▶ **Exercise brief**: Once you reach the line containing "impl<T, E> ExecutionOutcome<T, E>" in the entries below, write out that line and each one after it down to the line containing "fn fmt(&self, f: &mut", exactly and with nothing added.
═════ Materials provided ═════
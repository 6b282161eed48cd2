//! Tool implementations for Tollgate
//!
//! Tools here are handlers the server registers at startup. Today that means
//! external programs described in configuration.

pub mod command;

pub use command::{CommandTool, QUERY_PLACEHOLDER, register_command_tools};
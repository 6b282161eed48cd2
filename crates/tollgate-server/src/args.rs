//! CLI argument definitions using clap

use clap::{Parser, Subcommand};
use std::path::PathBuf;

#[derive(Parser, Debug)]
#[command(name = "tollgate")]
#[command(about = "Serve tools over JSON-RPC on stdio behind rate limits, circuit breakers and retries")]
#[command(version)]
pub struct Cli {
    /// Configuration file (.yaml, .yml, .toml or .json)
    #[arg(long, short, global = true, env = "TOLLGATE_CONFIG")]
    pub config: Option<PathBuf>,

    /// Identity used for rate-limit keys
    #[arg(long, global = true)]
    pub client_id: Option<String>,

    /// Log level; RUST_LOG takes precedence
    #[arg(long, global = true, value_parser = ["trace", "debug", "info", "warn", "error"])]
    pub log_level: Option<String>,

    #[command(subcommand)]
    pub command: Option<Commands>,
}

#[derive(Subcommand, Debug, Clone, Copy, PartialEq, Eq, Default)]
pub enum Commands {
    /// Serve requests on stdin/stdout (default)
    #[default]
    Serve,
    /// Validate the configuration and print the effective settings
    CheckConfig,
    /// List the tools the configuration registers
    ListTools,
}

impl Cli {
    pub fn subcommand(&self) -> Commands {
        self.command.unwrap_or_default()
    }
}
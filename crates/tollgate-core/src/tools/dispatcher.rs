//! Routes tool calls through the resilience pipeline

use serde_json::Value;
use std::sync::Arc;
use tokio_util::sync::CancellationToken;

use super::handler::{ToolError, ToolOutput};
use super::registry::ToolRegistry;
use crate::pipeline::{Invocation, PipelineError, ResiliencePipeline};

#[derive(Debug, Clone)]
pub struct ToolDispatcher {
    registry: Arc<ToolRegistry>,
    pipeline: Arc<ResiliencePipeline>,
}

impl ToolDispatcher {
    pub fn new(registry: Arc<ToolRegistry>, pipeline: Arc<ResiliencePipeline>) -> Self {
        Self { registry, pipeline }
    }

    pub fn registry(&self) -> &ToolRegistry {
        &self.registry
    }

    pub fn pipeline(&self) -> &ResiliencePipeline {
        &self.pipeline
    }

    /// Invoke `tool` on behalf of `client_id`.
    ///
    /// Unknown tools fail before admission so they never consume rate-limit
    /// budget or create a breaker.
    pub async fn dispatch(
        &self,
        tool: &str,
        arguments: Value,
        client_id: &str,
        cancel: &CancellationToken,
    ) -> Result<ToolOutput, PipelineError<ToolError>> {
        let Some(handler) = self.registry.get(tool) else {
            return Err(PipelineError::Operation(ToolError::invalid_arguments(
                format!("unknown tool '{}'", tool),
            )));
        };

        tracing::debug!(tool = %tool, client_id = %client_id, "dispatching tool call");
        self.pipeline
            .execute(Invocation::new(tool, client_id), cancel, |attempt| {
                let handler = handler.clone();
                let arguments = arguments.clone();
                let cancel = cancel.clone();
                async move { handler.call(arguments, attempt, &cancel).await }
            })
            .await
    }
}
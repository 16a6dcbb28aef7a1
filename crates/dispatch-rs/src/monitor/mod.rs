//! Resource monitoring: scoped executions, timeouts, and circuit breaking.
//!
//! [`ResourceMonitor::monitor_tool_execution`] admits an execution (subject
//! to the system-wide in-flight cap) and returns an [`ExecutionHandle`]. The
//! handle's [`run`](ExecutionHandle::run) drives the wrapped future under a
//! soft limit (warning event), a hard limit (the future is dropped and the
//! outcome is `TimedOut`), and external cancellation. Each handle records
//! exactly one terminal outcome; a handle dropped without running counts as
//! cancelled.
//!
//! Outcomes feed the per-tool [`CircuitBreaker`].

pub mod breaker;

use std::future::Future;
use std::sync::Arc;
use std::sync::atomic::{AtomicU64, AtomicUsize, Ordering};
use std::time::Duration;

use serde::Serialize;
use tokio::time::Instant;
use tokio_util::sync::CancellationToken;
use tracing::{debug, info};

pub use breaker::{CircuitBreaker, CircuitState};

use crate::config::MonitorConfig;
use crate::error::ResourceExhausted;
use crate::events::{DispatchEvent, EventHandler, NoopHandler};
use crate::tools::ToolStatus;

/// Cumulative counters at a point in time.
#[derive(Debug, Clone, Copy, Default, PartialEq, Eq, Serialize)]
pub struct ResourceSnapshot {
    pub in_flight: usize,
    pub started: u64,
    pub completed: u64,
    pub failed: u64,
    pub timed_out: u64,
    pub cancelled: u64,
}

/// What a monitored execution knew when it was admitted.
#[derive(Debug, Clone)]
pub struct ExecutionContext {
    pub tool_name: String,
    pub started_at: Instant,
    pub deadline: Instant,
    pub timeout: Duration,
    /// Counters at entry (before this execution was counted as in flight).
    pub snapshot: ResourceSnapshot,
}

/// Terminal outcome of a monitored execution.
#[derive(Debug)]
pub enum ExecutionOutcome<T, E> {
    /// The future finished with `Ok`.
    Completed(T),
    /// The future finished with `Err`.
    Failed(E),
    /// The hard limit elapsed; the future was dropped.
    TimedOut(Duration),
    /// The execution was cancelled externally.
    Cancelled,
}

impl<T, E> ExecutionOutcome<T, E> {
    pub fn status(&self) -> ToolStatus {
        match self {
            ExecutionOutcome::Completed(_) => ToolStatus::Success,
            ExecutionOutcome::Failed(_) => ToolStatus::Failed,
            ExecutionOutcome::TimedOut(_) => ToolStatus::Timeout,
            ExecutionOutcome::Cancelled => ToolStatus::Cancelled,
        }
    }
}

pub struct ResourceMonitor {
    config: MonitorConfig,
    in_flight: AtomicUsize,
    started: AtomicU64,
    completed: AtomicU64,
    failed: AtomicU64,
    timed_out: AtomicU64,
    cancelled: AtomicU64,
    breaker: CircuitBreaker,
    events: Arc<dyn EventHandler>,
}

impl std::fmt::Debug for ResourceMonitor {
    fn fmt(&self, f: &mut std::fmt::Formatter<'_>) -> std::fmt::Result {
        f.debug_struct("ResourceMonitor")
            .field("snapshot", &self.snapshot())
            .field("open_circuits", &self.breaker.open_circuits())
            .finish()
    }
}

impl ResourceMonitor {
    pub fn new(config: MonitorConfig) -> Self {
        Self {
            breaker: CircuitBreaker::from_config(&config),
            config,
            in_flight: AtomicUsize::new(0),
            started: AtomicU64::new(0),
            completed: AtomicU64::new(0),
            failed: AtomicU64::new(0),
            timed_out: AtomicU64::new(0),
            cancelled: AtomicU64::new(0),
            events: Arc::new(NoopHandler),
        }
    }

    /// Report soft-limit warnings and circuit openings to `events`.
    pub fn with_event_handler(mut self, events: Arc<dyn EventHandler>) -> Self {
        self.events = events;
        self
    }

    pub fn config(&self) -> &MonitorConfig {
        &self.config
    }

    pub fn breaker(&self) -> &CircuitBreaker {
        &self.breaker
    }

    /// Whether `tool` is currently disabled by its circuit breaker.
    pub fn is_circuit_open(&self, tool: &str) -> bool {
        self.breaker.is_open(tool)
    }

    pub fn in_flight(&self) -> usize {
        self.in_flight.load(Ordering::SeqCst)
    }

    pub fn snapshot(&self) -> ResourceSnapshot {
        ResourceSnapshot {
            in_flight: self.in_flight.load(Ordering::SeqCst),
            started: self.started.load(Ordering::Relaxed),
            completed: self.completed.load(Ordering::Relaxed),
            failed: self.failed.load(Ordering::Relaxed),
            timed_out: self.timed_out.load(Ordering::Relaxed),
            cancelled: self.cancelled.load(Ordering::Relaxed),
        }
    }

    /// Admit a monitored execution of `name` with a hard `timeout`.
    ///
    /// Fails with [`ResourceExhausted`] when `max_in_flight` executions are
    /// already running.
    pub fn monitor_tool_execution(
        &self,
        name: &str,
        timeout: Duration,
    ) -> Result<ExecutionHandle<'_>, ResourceExhausted> {
        let limit = self.config.max_in_flight;
        let snapshot = self.snapshot();
        loop {
            let current = self.in_flight.load(Ordering::SeqCst);
            if current >= limit {
                return Err(ResourceExhausted {
                    in_flight: current,
                    limit,
                });
            }
            if self
                .in_flight
                .compare_exchange(current, current + 1, Ordering::SeqCst, Ordering::SeqCst)
                .is_ok()
            {
                break;
            }
        }
        self.started.fetch_add(1, Ordering::Relaxed);

        let started_at = Instant::now();
        debug!(
            "[monitor] {name} admitted ({} in flight, timeout {:.1}s)",
            snapshot.in_flight + 1,
            timeout.as_secs_f64()
        );
        Ok(ExecutionHandle {
            monitor: self,
            context: ExecutionContext {
                tool_name: name.to_string(),
                started_at,
                deadline: started_at + timeout,
                timeout,
                snapshot,
            },
            cancel: CancellationToken::new(),
            finished: false,
        })
    }

    fn record_terminal(&self, name: &str, status: ToolStatus) {
        self.in_flight.fetch_sub(1, Ordering::SeqCst);
        let counter = match status {
            ToolStatus::Success => &self.completed,
            ToolStatus::Failed => &self.failed,
            ToolStatus::Timeout => &self.timed_out,
            ToolStatus::Cancelled => &self.cancelled,
        };
        counter.fetch_add(1, Ordering::Relaxed);

        match status {
            ToolStatus::Success => self.breaker.record_success(name),
            ToolStatus::Failed | ToolStatus::Timeout => {
                if self.breaker.record_failure(name) {
                    self.events.on_event(&DispatchEvent::CircuitOpened {
                        name,
                        cooldown: self.breaker.cooldown(),
                    });
                }
            }
            ToolStatus::Cancelled => {}
        }
    }
}

impl Default for ResourceMonitor {
    fn default() -> Self {
        Self::new(MonitorConfig::default())
    }
}

/// A scoped, admitted execution. See the module docs.
pub struct ExecutionHandle<'m> {
    monitor: &'m ResourceMonitor,
    context: ExecutionContext,
    cancel: CancellationToken,
    finished: bool,
}

impl ExecutionHandle<'_> {
    pub fn context(&self) -> &ExecutionContext {
        &self.context
    }

    /// Token that cancels this execution (and only this one) when triggered.
    pub fn cancellation_token(&self) -> CancellationToken {
        self.cancel.clone()
    }

    /// Drive `fut` to a terminal outcome under the soft and hard limits.
    pub async fn run<T, E, F>(mut self, fut: F) -> ExecutionOutcome<T, E>
    where
        F: Future<Output = Result<T, E>>,
    {
        let timeout = self.context.timeout;
        let soft_at = self.context.started_at
            + timeout.mul_f64(self.monitor.config.soft_limit_ratio.clamp(0.0, 1.0));
        let soft = tokio::time::sleep_until(soft_at);
        let hard = tokio::time::sleep_until(self.context.deadline);
        tokio::pin!(fut, soft, hard);

        let mut warned = false;
        let outcome = loop {
            tokio::select! {
                biased;
                _ = self.cancel.cancelled() => break ExecutionOutcome::Cancelled,
                result = &mut fut => break match result {
                    Ok(v) => ExecutionOutcome::Completed(v),
                    Err(e) => ExecutionOutcome::Failed(e),
                },
                _ = &mut hard => break ExecutionOutcome::TimedOut(timeout),
                _ = &mut soft, if !warned => {
                    warned = true;
                    self.monitor.events.on_event(&DispatchEvent::SoftLimitExceeded {
                        name: &self.context.tool_name,
                        elapsed: self.context.started_at.elapsed(),
                        hard_limit: timeout,
                    });
                }
            }
        };

        if let ExecutionOutcome::TimedOut(limit) = &outcome {
            info!(
                "[monitor] {} timed out after {:.1}s",
                self.context.tool_name,
                limit.as_secs_f64()
            );
        }
        self.finished = true;
        self.monitor
            .record_terminal(&self.context.tool_name, outcome.status());
        outcome
    }
}

impl Drop for ExecutionHandle<'_> {
    fn drop(&mut self) {
        if !self.finished {
            debug!(
                "[monitor] {} dropped before completion; recording as cancelled",
                self.context.tool_name
            );
            self.monitor
                .record_terminal(&self.context.tool_name, ToolStatus::Cancelled);
        }
    }
}
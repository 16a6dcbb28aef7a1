//! Historical tool performance.
//!
//! [`PerformanceHistory`] is an owned table of per-tool success rate and
//! mean latency, updated as exponential moving averages from recorded
//! outcomes. It seeds from tool descriptors and, optionally, from an
//! external [`UsageSink`].

use std::collections::HashMap;
use std::sync::Mutex;
use std::time::Duration;

use chrono::{DateTime, Utc};
use serde::Serialize;
use tracing::debug;

use super::core::ToolDescriptor;
use crate::config::SelectorConfig;

/// Aggregated performance of one tool.
#[derive(Debug, Clone, Copy, PartialEq, Serialize)]
pub struct ToolStats {
    pub success_rate: f64,
    #[serde(with = "crate::config::duration_ms", rename = "mean_latency_ms")]
    pub mean_latency: Duration,
    /// Outcomes folded in since seeding.
    pub samples: u64,
}

/// One recorded tool attempt.
#[derive(Debug, Clone, PartialEq, Serialize)]
pub struct UsageRecord {
    pub tool: String,
    #[serde(with = "crate::config::duration_ms", rename = "duration_ms")]
    pub duration: Duration,
    pub success: bool,
    pub recorded_at: DateTime<Utc>,
}

/// External persistence for tool usage.
///
/// Consulted only to seed and refresh the selector's history; calls are
/// synchronous, so implementations should buffer and return quickly.
pub trait UsageSink: Send + Sync {
    fn record_usage(&self, tool: &str, duration: Duration, success: bool);

    /// Past attempts of `tool`, oldest first.
    fn fetch_history(&self, tool: &str) -> Vec<UsageRecord>;
}

/// A [`UsageSink`] that keeps every record in memory.
#[derive(Debug, Default)]
pub struct InMemoryUsageSink {
    records: Mutex<Vec<UsageRecord>>,
}

impl InMemoryUsageSink {
    pub fn new() -> Self {
        Self::default()
    }

    pub fn len(&self) -> usize {
        self.records.lock().unwrap_or_else(|e| e.into_inner()).len()
    }

    pub fn is_empty(&self) -> bool {
        self.len() == 0
    }
}

impl UsageSink for InMemoryUsageSink {
    fn record_usage(&self, tool: &str, duration: Duration, success: bool) {
        self.records
            .lock()
            .unwrap_or_else(|e| e.into_inner())
            .push(UsageRecord {
                tool: tool.to_string(),
                duration,
                success,
                recorded_at: Utc::now(),
            });
    }

    fn fetch_history(&self, tool: &str) -> Vec<UsageRecord> {
        self.records
            .lock()
            .unwrap_or_else(|e| e.into_inner())
            .iter()
            .filter(|r| r.tool == tool)
            .cloned()
            .collect()
    }
}

#[derive(Debug)]
pub struct PerformanceHistory {
    alpha: f64,
    default_success_rate: f64,
    stats: Mutex<HashMap<String, ToolStats>>,
}

impl PerformanceHistory {
    /// `alpha` is the weight of each new observation.
    pub fn new(alpha: f64, default_success_rate: f64) -> Self {
        Self {
            alpha: alpha.clamp(0.0, 1.0),
            default_success_rate: default_success_rate.clamp(0.0, 1.0),
            stats: Mutex::new(HashMap::new()),
        }
    }

    pub fn from_config(config: &SelectorConfig) -> Self {
        Self::new(config.history_alpha, config.default_success_rate)
    }

    /// Seed a tool's record from its descriptor unless one already exists.
    pub fn seed(&self, descriptor: &ToolDescriptor) {
        let mut stats = self.stats.lock().unwrap_or_else(|e| e.into_inner());
        stats
            .entry(descriptor.name.clone())
            .or_insert_with(|| ToolStats {
                success_rate: descriptor.success_rate,
                mean_latency: descriptor.mean_latency,
                samples: 0,
            });
    }

    pub fn get(&self, tool: &str) -> Option<ToolStats> {
        self.stats
            .lock()
            .unwrap_or_else(|e| e.into_inner())
            .get(tool)
            .copied()
    }

    /// Success rate of `tool`, or the configured default if unknown.
    pub fn success_rate(&self, tool: &str) -> f64 {
        self.get(tool)
            .map_or(self.default_success_rate, |s| s.success_rate)
    }

    /// Fold one outcome into the moving averages.
    pub fn record(&self, tool: &str, duration: Duration, success: bool) {
        let mut stats = self.stats.lock().unwrap_or_else(|e| e.into_inner());
        let entry = stats.entry(tool.to_string()).or_insert(ToolStats {
            success_rate: self.default_success_rate,
            mean_latency: duration,
            samples: 0,
        });
        let observed = if success { 1.0 } else { 0.0 };
        entry.success_rate = entry.success_rate * (1.0 - self.alpha) + observed * self.alpha;
        entry.mean_latency = Duration::from_secs_f64(
            entry.mean_latency.as_secs_f64() * (1.0 - self.alpha)
                + duration.as_secs_f64() * self.alpha,
        );
        entry.samples += 1;
        debug!(
            "[history] {tool}: success rate {:.3}, mean latency {:.0}ms",
            entry.success_rate,
            entry.mean_latency.as_secs_f64() * 1000.0
        );
    }

    /// Replay the sink's records for `names` into the table.
    pub fn refresh_from<S: AsRef<str>>(&self, sink: &dyn UsageSink, names: &[S]) {
        for name in names {
            let name = name.as_ref();
            let records = sink.fetch_history(name);
            if records.is_empty() {
                continue;
            }
            debug!("[history] refreshing {name} from {} record(s)", records.len());
            for record in records {
                self.record(name, record.duration, record.success);
            }
        }
    }

    /// Copy of the whole table.
    pub fn snapshot(&self) -> HashMap<String, ToolStats> {
        self.stats.lock().unwrap_or_else(|e| e.into_inner()).clone()
    }
}

impl Default for PerformanceHistory {
    fn default() -> Self {
        Self::from_config(&SelectorConfig::default())
    }
}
═════
▶ **Response**:
impl<T, E> ExecutionOutcome<T, E> {
    pub fn status(&self) -> ToolStatus {
        match self {
            ExecutionOutcome::Completed(_) => ToolStatus::Success,
            ExecutionOutcome::Failed(_) => ToolStatus::Failed,
            ExecutionOutcome::TimedOut(_) => ToolStatus::Timeout,
            ExecutionOutcome::Cancelled => ToolStatus::Cancelled,
        }
    }
}

pub struct ResourceMonitor {
    config: MonitorConfig,
    in_flight: AtomicUsize,
    started: AtomicU64,
    completed: AtomicU64,
    failed: AtomicU64,
    timed_out: AtomicU64,
    cancelled: AtomicU64,
    breaker: CircuitBreaker,
    events: Arc<dyn EventHandler>,
}

impl std::fmt::Debug for ResourceMonitor {
    fn fmt(&self, f: &mut std::fmt::Formatter<'_>) -> std::fmt::Result {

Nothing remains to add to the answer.